Medical Education: Medical Student
Medical Education 2: Student 1
Autumn Atkinson, MD (she/her/hers)
Assistant Professor
McGovern Medical School at the University of Texas Health Science Center at Houston
Houston, Texas, United States
The summer between a medical student’s first and second year provides a unique opportunity to explore individual interests in medicine. However, the summer programs currently offered are dedicated to either clinical exposure or research experience. To fill this gap and provide early exposure to academic medicine, we developed the Pediatric Academic Medicine Summer Preceptorship Program. This program incorporates clinical and scholarly experiences within academic medicine while introducing students to advocacy and education.
Objective: 1. Demonstrate the frame work and successes of a multi-focused summer program for medical students aimed at academic pediatrics.
2. Empower attendees to form similar mentoring relationships and programs at their institutions for medical student and personal academic growth.
Design/Methods:
Each student partners with a pediatric faculty mentor and develops an individualized program based on their goals within the program’s core pillars of clinical exposure, scholarly activity, education, and advocacy. Within the clinical time, the student works with both inpatient and outpatient pediatric faculty, as well as selects cases for presentation and/or develops a scholarly question for their research project. During the program, the student participates in or leads an advocacy project. Lastly, the student is exposed to a physician’s role as an educator and in turn, creates an opportunity to teach others.
Results:
PAMSPP was piloted in 2020 with one student-faculty pair and now has grown into a departmentally funded program, preparing for its fourth summer. The students mentored by pediatrics faculty experienced a variety of clinical activities. Academically, our students produced several abstracts, presented advocacy, quality improvement, and research projects at the local, regional, and national.
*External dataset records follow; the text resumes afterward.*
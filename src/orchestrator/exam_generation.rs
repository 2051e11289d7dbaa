//! 出题编排 - 编排层
//!
//! 校验请求 → （实践作业）提取源文档 → 一次结构化生成 → 检查结果完整性。
//! 生成内容原样返回，不做任何后处理。

use std::sync::Arc;
use tracing::{info, warn};

use crate::error::{AppError, AppResult, ExtractionError, GenerationError};
use crate::infrastructure::TextExtractor;
use crate::models::{ExamGenerationRequest, ExamType, GeneratedExam, UploadedDocument};
use crate::services::{invoke_typed, PromptCatalog, StructuredGeneration};

/// 出题编排器
pub struct ExamGenerator {
    generator: Arc<dyn StructuredGeneration>,
    extractor: Arc<dyn TextExtractor>,
    prompts: Arc<PromptCatalog>,
}

impl ExamGenerator {
    pub fn new(
        generator: Arc<dyn StructuredGeneration>,
        extractor: Arc<dyn TextExtractor>,
        prompts: Arc<PromptCatalog>,
    ) -> Self {
        Self {
            generator,
            extractor,
            prompts,
        }
    }

    /// 生成试卷和评分标准
    ///
    /// `source` 只对实践作业生效，其他题型会忽略它。
    pub async fn generate(
        &self,
        request: ExamGenerationRequest,
        source: Option<UploadedDocument>,
    ) -> AppResult<GeneratedExam> {
        let mut request = request.normalized();
        let source = match source {
            Some(document) if request.exam_type != ExamType::PracticalWorkFromDocument => {
                warn!(
                    "题型 {} 不使用源文档，已忽略 {}",
                    request.exam_type, document.file_name
                );
                None
            }
            other => other,
        };

        request.validate(source.is_some())?;

        if let Some(document) = source {
            let text = self.extract_source(document).await?;
            request.source_text = Some(text);
        }

        info!(
            "📝 生成试卷: 题型 {}, 主题 {}",
            request.exam_type,
            request.topic.as_deref().unwrap_or("-")
        );
        let exam: GeneratedExam =
            invoke_typed(self.generator.as_ref(), &self.prompts.exam_generation, &request).await?;

        let missing = exam.missing_fields();
        if !missing.is_empty() {
            warn!("生成结果缺少字段: {:?}", missing);
            return Err(GenerationError::Incomplete { missing }.into());
        }

        info!(
            "✓ 试卷生成完成: 内容 {} 字符, 评分标准 {} 字符",
            exam.exam_content.chars().count(),
            exam.evaluation_criteria.chars().count()
        );
        Ok(exam)
    }

    async fn extract_source(&self, document: UploadedDocument) -> AppResult<String> {
        let extractor = Arc::clone(&self.extractor);
        let bytes = Arc::clone(&document.bytes);
        let extracted = tokio::task::spawn_blocking(move || extractor.extract(&bytes))
            .await
            .map_err(|e| {
                AppError::extraction(
                    &document.file_name,
                    ExtractionError::TaskFailed(e.to_string()),
                )
            })?;
        extracted.map_err(|e| AppError::extraction(&document.file_name, e))
    }
}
Furthermore, a recent quality improvement study conducted by one of PAMSPP’s students showed that 76% of medical students indicated that their ideal summer program would consist of most to all of the pillars PAMSPP. From our pilot mentorship, the faculty-student pair produced five abstracts presented at regional and national conferences over their three-year relationship. The beta mentorships continue to be academically productive with multiple national level abstracts and publications.
Conclusion(s):
PAMSPP builds mentorship, provides early exposure to academic medicine, and equips students with research, clinical, teaching, and advocacy skills. Since few published academic medicine programs for students exist, we have the unique opportunity to model a successful summer program.